This is the third of my discussions of issues relating to James Dolezal’s All That Is in God. I said in the second paper that I would not address the issue again. Forgive me, please, for saying that; I should never say never. But people who know my work will understand how difficult it is for me to resist a third installment. Still, it is my present intention not to write on these matters again; and this time I really mean it.
In “Scholasticism for Evangelicals,” I focused on Dolezal’s book. In “Biblical Personalism,” I discussed some of the philosophical issues surrounding these topics. In the present essay, I will focus on some of the central conceptual issues as I understand them. These cluster around the doctrine of creation.
Dolezal says, “God’s glory is not actually increased when we glorify Him” (14). He explains,
Human actions are simply the occasions for the unfolding of God’s ad extra display of these unchanging and unacquired virtues…. God simply is that act of existence by which He is. This means that even His relation to the world as its Creator and Sustainer does not produce any new actuality in Him. (15)

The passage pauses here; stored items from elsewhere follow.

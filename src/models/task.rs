//! Task types and identifiers.

use once_cell::sync::Lazy;
use regex::Regex;
use serde::{Deserialize, Serialize};
use std::fmt;
use std::path::PathBuf;
use uuid::Uuid;

/// Canonical id pattern: 32 hex digits grouped 8-4-4-4-12.
static ID_PATTERN: Lazy<Regex> = Lazy::new(|| {
    Regex::new(r"^[0-9a-fA-F]{8}-[0-9a-fA-F]{4}-[0-9a-fA-F]{4}-[0-9a-fA-F]{4}-[0-9a-fA-F]{12}$")
        .expect("id pattern is valid")
});

/// Unique identifier for a task.
///
/// Opaque to callers; generated ids follow the canonical pattern, but legacy
/// files may carry arbitrary stems as ids.
#[derive(Debug, Clone, PartialEq, Eq, Hash, Serialize, Deserialize)]
#[serde(transparent)]
pub struct TaskId(String);

impl TaskId {
    /// Creates a task ID from an existing string.
    #[must_use]
    pub fn new(id: impl Into<String>) -> Self {
        Self(id.into())
    }

    /// Generates a fresh random id in the canonical pattern.
    #[must_use]
    pub fn generate() -> Self {
        Self(Uuid::new_v4().to_string())
    }

    /// Returns the ID as a string slice.
    #[must_use]
    pub fn as_str(&self) -> &str {
        &self.0
    }

    /// Whether a string matches the canonical id pattern.
    #[must_use]
    pub fn is_canonical(s: &str) -> bool {
        ID_PATTERN.is_match(s)
    }
}

impl fmt::Display for TaskId {
    fn fmt(&self, f: &mut fmt::Formatter<'_>) -> fmt::Result {
        write!(f, "{}", self.0)
    }
}

impl From<String> for TaskId {
    fn from(s: String) -> Self {
        Self(s)
    }
}

impl From<&str> for TaskId {
    fn from(s: &str) -> Self {
        Self(s.to_string())
    }
}

/// A task on the board.
///
/// The consumable surface for the bridge and any REST caller: lane, id,
/// title, raw markdown content, and the read-only derived tag list.
#[derive(Debug, Clone, Serialize)]
pub struct Task {
    /// Unique identifier, carried in the filename.
    pub id: TaskId,
    /// The lane (directory) currently holding the task.
    pub lane: String,
    /// Title decoded from the filename; empty for legacy files.
    pub title: String,
    /// Raw markdown body.
    pub content: String,
    /// Tags derived from content, in order of appearance, duplicates kept.
    pub tags: Vec<String>,
    /// Resolved path of the task file.
    pub path: PathBuf,
}

/// Partial update for [`crate::TaskRepository::update_task`].
///
/// With neither `content` nor `new_lane` set, the update is an
/// existence-confirming no-op returning the current record.
#[derive(Debug, Clone, Default, Deserialize)]
pub struct TaskUpdate {
    /// Replacement content, written in place.
    pub content: Option<String>,
    /// Hint for the task's current lane, skipping the board-wide search.
    pub lane: Option<String>,
    /// Destination lane; a move happens only when it differs from the
    /// current lane.
    pub new_lane: Option<String>,
}

#[cfg(test)]
mod tests {
    use super::*;

    #[test]
    fn test_generated_id_is_canonical() {
        let id = TaskId::generate();
        assert!(TaskId::is_canonical(id.as_str()));
    }

    #[test]
    fn test_canonical_pattern() {
        assert!(TaskId::is_canonical("123e4567-e89b-42d3-a456-426614174000"));
        assert!(TaskId::is_canonical("ABCDEF01-2345-6789-abcd-ef0123456789"));
        assert!(!TaskId::is_canonical("123e4567-e89b-42d3-a456"));
        assert!(!TaskId::is_canonical("not-a-uuid"));
        assert!(!TaskId::is_canonical(""));
        // Trailing garbage must not match
        assert!(!TaskId::is_canonical(
            "123e4567-e89b-42d3-a456-426614174000x"
        ));
    }

    #[test]
    fn test_id_display_roundtrip() {
        let id = TaskId::new("abc");
        assert_eq!(id.to_string(), "abc");
        assert_eq!(TaskId::from("abc"), id);
    }
}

I do not disagree with these statements, but I do think they raise a problem that Dolezal does not discuss: what is the status of God’s “relation to the world as its Creator and Sustainer?” Is that relation within him? One might argue that it is, because it certainly is a fact about God that he is related to the world. But on Dolezal’s view, if this relation is within God, then it is identical with his essence. That implies that God would not be God unless he were related to the world. And on that basis, the world itself is God’s essence. But to say that the world is God’s essence is pantheism.
That would not have been a problem for Parmenides, for whom all relations exist as aspects of a distinctionless “Being.” Parmenides was a consistent pantheist, as were his Greek philosophical predecessors. But in a Christian theology, pantheism destroys the creator-creature distinction, which of course is quite central to the biblical world view.

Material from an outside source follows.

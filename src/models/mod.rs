//! Domain types for the board.

mod task;

pub use task::{Task, TaskId, TaskUpdate};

But consider this alternative: Perhaps the relation between God and the world is not his essence, but something entirely outside him. To assert that would allow us to renounce pantheism. And since on any plausible analysis this relation is a changing one, it could not be, on Dolezal’s account, identified with God’s essence. But for Dolezal, God cannot be present in a changing environment. He says, “God does not experience successive states of being” (82). Elsewhere, he elaborates:
As an aside, I find the whole notion that God has “experiences” to be wrongheaded. An experiencer must be acted upon and so receive a determination of being from another. Experience requires that something “happens to” the individual going through the experience. But nothing “happens to” or befalls God since he is pure act. (31, n49)
So God does not experience the world of change. He exists somehow above it, beyond it. Scripture does, of course, teach (for example in Ps. 139) that God is wherever we are, and that he knows our changing plans. But Dolezal regards that language as nonliteral, as anthropomorphism, as I indicated in my earlier paper. In my earlier discussion I remarked at how bold this argument was, for the whole Bible is about God’s involvement with the temporal world and with human beings. For Dolezal to say that all of this is nonliteral is somewhat jaw-dropping. It is as if the whole biblical story were just an image of a metaphysical scheme.1 It is as if we have to abandon everything Scripture says, in the interest of scholastic metaphysics. And if the earlier alternative I discussed amounts to pantheism, this one amounts to deism. On this view, God is not really “with us.”
The pantheistic alternative comes from Parmenides, the deist alternative from Aristotle, who excluded from his Prime Mover meaningful relationships between the god and the creation. Greek philosophy was never able to affirm the biblical relationship between creator and creature, because they didn’t conceive of God in a truly personal way. To them, God was either part of a vague, impersonal Being (Parmenides), or he/it was an impersonal cause of a world it was indifferent to (Aristotle). In either case, he/it was an impersonal principle.
In my second paper, I suggested an alternative which I called Biblical personalism. In Scripture, God is not an impersonal Being who either includes within himself (Parmenides) or excludes from his knowledge (Aristotle) other kinds of being. Rather, he is a person called the Lord. Lordship includes his rule over the world he has made, but it also enables him to enter the changing world and to become part of the historical narrative. He is both transcendent and immanent.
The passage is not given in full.